_ABOUT THIS EXERCISE_
Look through the records and copy each line with the string "Precision" in it.

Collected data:
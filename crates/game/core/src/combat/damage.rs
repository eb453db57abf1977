//! Damage calculation.

use crate::action::Action;
use crate::config::CombatConfig;
use crate::state::CombatantState;
use crate::stats::InitiativeBonus;
use crate::stats::ratio::{Ratio, percent_of, scale};

/// Output of the damage pipeline for a single hit.
#[derive(Clone, Copy, Debug, Default, PartialEq, Eq)]
#[cfg_attr(feature = "serde", derive(serde::Serialize, serde::Deserialize))]
pub struct DamageResult {
    /// Damage arriving at the defender before guard/armor allocation.
    pub final_damage: u32,
    pub is_critical: bool,
    /// Damage bounced back to the attacker.
    pub reflect_damage: u32,
    /// Health the attacker recovers.
    pub lifesteal_amount: u32,
    /// Attacker-side output before defender modifiers.
    pub attacker_output: u32,
}

/// Critical rate for an attacker, or `None` when no critical source is held.
///
/// A critical source is either a critical-chance buff or a critical bonus
/// earned through initiative.
pub fn critical_rate(
    attacker: &CombatantState,
    initiative: InitiativeBonus,
    config: &CombatConfig,
) -> Option<u32> {
    let buff = attacker.status.critical_bonus();
    if buff.is_none() && initiative.critical == 0 {
        return None;
    }
    let rate = config
        .base_critical_rate
        .saturating_add(buff.unwrap_or(0))
        .saturating_add(initiative.critical);
    Some(rate.min(config.max_critical_rate))
}

/// Calculate the damage of one hit of `action`.
///
/// # Formula
///
/// ```text
/// base              = base_power (+ initiative attack bonus when base > 0)
/// attack_mult       = (1 + Σ increase%) × Π (1 − decrease%)
/// crit_mult         = base_crit_mult + crit_buff/100   when roll ≤ rate
/// attacker_output   = floor(base × attack_mult × crit_mult)
/// vulnerability     = 1 + vulnerable%, excess shrunk by tenacity%
/// reduction         = Π (1 − fortify%)
/// final_damage      = floor(attacker_output × vulnerability × reduction)
/// reflect           = floor(final_damage × thorns%)
/// lifesteal         = floor(final_damage × lifesteal%)
/// ```
///
/// # Arguments
///
/// * `crit_roll` - d100 roll (1-100); ignored when no critical source is held
pub fn calculate_damage(
    attacker: &CombatantState,
    defender: &CombatantState,
    action: &Action,
    initiative: InitiativeBonus,
    crit_roll: u32,
    config: &CombatConfig,
) -> DamageResult {
    // 1. Base
    let mut base = action.power();
    if base > 0 {
        base = base.saturating_add(initiative.attack);
    }

    // 2. Attack multiplier: increases summed, decreases applied after
    let [increase, decrease] = attacker.status.attack_multiplier();

    // 3. Critical check
    let is_critical = critical_rate(attacker, initiative, config).is_some_and(|rate| crit_roll <= rate);
    let critical_multiplier = if is_critical {
        let buff = attacker.status.critical_bonus().unwrap_or(0);
        Ratio::from_percent(config.base_critical_multiplier.saturating_add(buff))
    } else {
        Ratio::ONE
    };

    // 4. Attacker output
    let attacker_output = scale(base, &[increase, decrease, critical_multiplier]);

    // 5-6. Defender multipliers
    let vulnerability = defender.status.vulnerability_multiplier();
    let reduction = defender.status.damage_reduction_multiplier();
    let final_damage = scale(attacker_output, &[vulnerability, reduction]);

    // 7-8. Reflect and lifesteal
    let reflect_damage = defender
        .status
        .reflect_percent()
        .map_or(0, |percent| percent_of(final_damage, percent));
    let lifesteal_amount = attacker
        .status
        .lifesteal_percent()
        .map_or(0, |percent| percent_of(final_damage, percent));

    tracing::debug!(
        base,
        attacker_output,
        final_damage,
        is_critical,
        reflect_damage,
        lifesteal_amount,
        "damage calculated for {}",
        action.name
    );

    DamageResult {
        final_damage,
        is_critical,
        reflect_damage,
        lifesteal_amount,
        attacker_output,
    }
}

#[cfg(test)]
mod tests {
    use super::*;
    use crate::state::{StatusEffectEntry, StatusKind};

    fn combatant() -> CombatantState {
        CombatantState::new(100, 0, 100)
    }

    fn with(state: CombatantState, kind: StatusKind, value: u32) -> CombatantState {
        let status = state
            .status
            .with_applied(&StatusEffectEntry::timed(kind, 3, value));
        state.with_status(status)
    }

    #[test]
    fn strength_against_fortify() {
        let config = CombatConfig::default();
        let attacker = with(combatant(), StatusKind::Strength, 50);
        let defender = with(combatant(), StatusKind::Fortify, 20);

        let result = calculate_damage(
            &attacker,
            &defender,
            &Action::offense("Strike", 10),
            InitiativeBonus::NONE,
            1,
            &config,
        );

        assert_eq!(result.attacker_output, 15);
        assert_eq!(result.final_damage, 12);
        assert!(!result.is_critical);
    }

    #[test]
    fn zero_power_yields_zero_and_no_critical_without_source() {
        let config = CombatConfig::default();
        let attacker = with(combatant(), StatusKind::Strength, 100);
        let defender = with(combatant(), StatusKind::Vulnerable, 100);

        let result = calculate_damage(
            &attacker,
            &defender,
            &Action::special("Taunt"),
            InitiativeBonus { attack: 5, critical: 0 },
            1,
            &config,
        );

        assert_eq!(result, DamageResult::default());
    }

    #[test]
    fn critical_requires_a_source_and_respects_rate() {
        let config = CombatConfig::default();
        let defender = combatant();
        let strike = Action::offense("Strike", 10);

        let plain = calculate_damage(&combatant(), &defender, &strike, InitiativeBonus::NONE, 1, &config);
        assert!(!plain.is_critical);

        // rate = 10 + 20 = 30
        let precise = with(combatant(), StatusKind::Precision, 20);
        let hit = calculate_damage(&precise, &defender, &strike, InitiativeBonus::NONE, 30, &config);
        assert!(hit.is_critical);
        // 10 × (1.5 + 0.2) = 17
        assert_eq!(hit.final_damage, 17);

        let miss = calculate_damage(&precise, &defender, &strike, InitiativeBonus::NONE, 31, &config);
        assert!(!miss.is_critical);
        assert_eq!(miss.final_damage, 10);
    }

    #[test]
    fn critical_rate_is_capped() {
        let config = CombatConfig::default();
        let precise = with(combatant(), StatusKind::Precision, 500);
        let rate = critical_rate(&precise, InitiativeBonus { attack: 0, critical: 15 }, &config);
        assert_eq!(rate, Some(config.max_critical_rate));
    }

    #[test]
    fn weak_applies_after_summed_increases() {
        let config = CombatConfig::default();
        let attacker = with(
            with(combatant(), StatusKind::Strength, 50),
            StatusKind::Weak,
            50,
        );
        let result = calculate_damage(
            &attacker,
            &combatant(),
            &Action::offense("Strike", 20),
            InitiativeBonus::NONE,
            100,
            &config,
        );
        // 20 × 1.5 × 0.5
        assert_eq!(result.final_damage, 15);
    }

    #[test]
    fn tenacity_shrinks_vulnerability_excess() {
        let config = CombatConfig::default();
        let defender = with(
            with(combatant(), StatusKind::Vulnerable, 50),
            StatusKind::Tenacity,
            50,
        );
        let result = calculate_damage(
            &combatant(),
            &defender,
            &Action::offense("Strike", 20),
            InitiativeBonus::NONE,
            100,
            &config,
        );
        // 20 × 1.25
        assert_eq!(result.final_damage, 25);
    }

    #[test]
    fn reflect_and_lifesteal_follow_final_damage() {
        let config = CombatConfig::default();
        let attacker = with(combatant(), StatusKind::Lifesteal, 50);
        let defender = with(combatant(), StatusKind::Thorns, 30);
        let result = calculate_damage(
            &attacker,
            &defender,
            &Action::offense("Strike", 11),
            InitiativeBonus::NONE,
            100,
            &config,
        );
        assert_eq!(result.final_damage, 11);
        assert_eq!(result.reflect_damage, 3);
        assert_eq!(result.lifesteal_amount, 5);
    }

    #[test]
    fn initiative_attack_bonus_adds_to_base() {
        let config = CombatConfig::default();
        let result = calculate_damage(
            &combatant(),
            &combatant(),
            &Action::offense("Strike", 10),
            InitiativeBonus { attack: 2, critical: 0 },
            100,
            &config,
        );
        assert_eq!(result.final_damage, 12);
    }
}
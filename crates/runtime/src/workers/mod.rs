//! Worker tasks that back the runtime orchestration.
//!
//! The simulation worker executes encounter commands; the event journal
//! lives with the event bus.

mod simulation;

pub use simulation::{Command, SimulationWorker};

_TASK SOLUTION_
        let precise = with(combatant(), StatusKind::Precision, 20);
        let precise = with(combatant(), StatusKind::Precision, 500);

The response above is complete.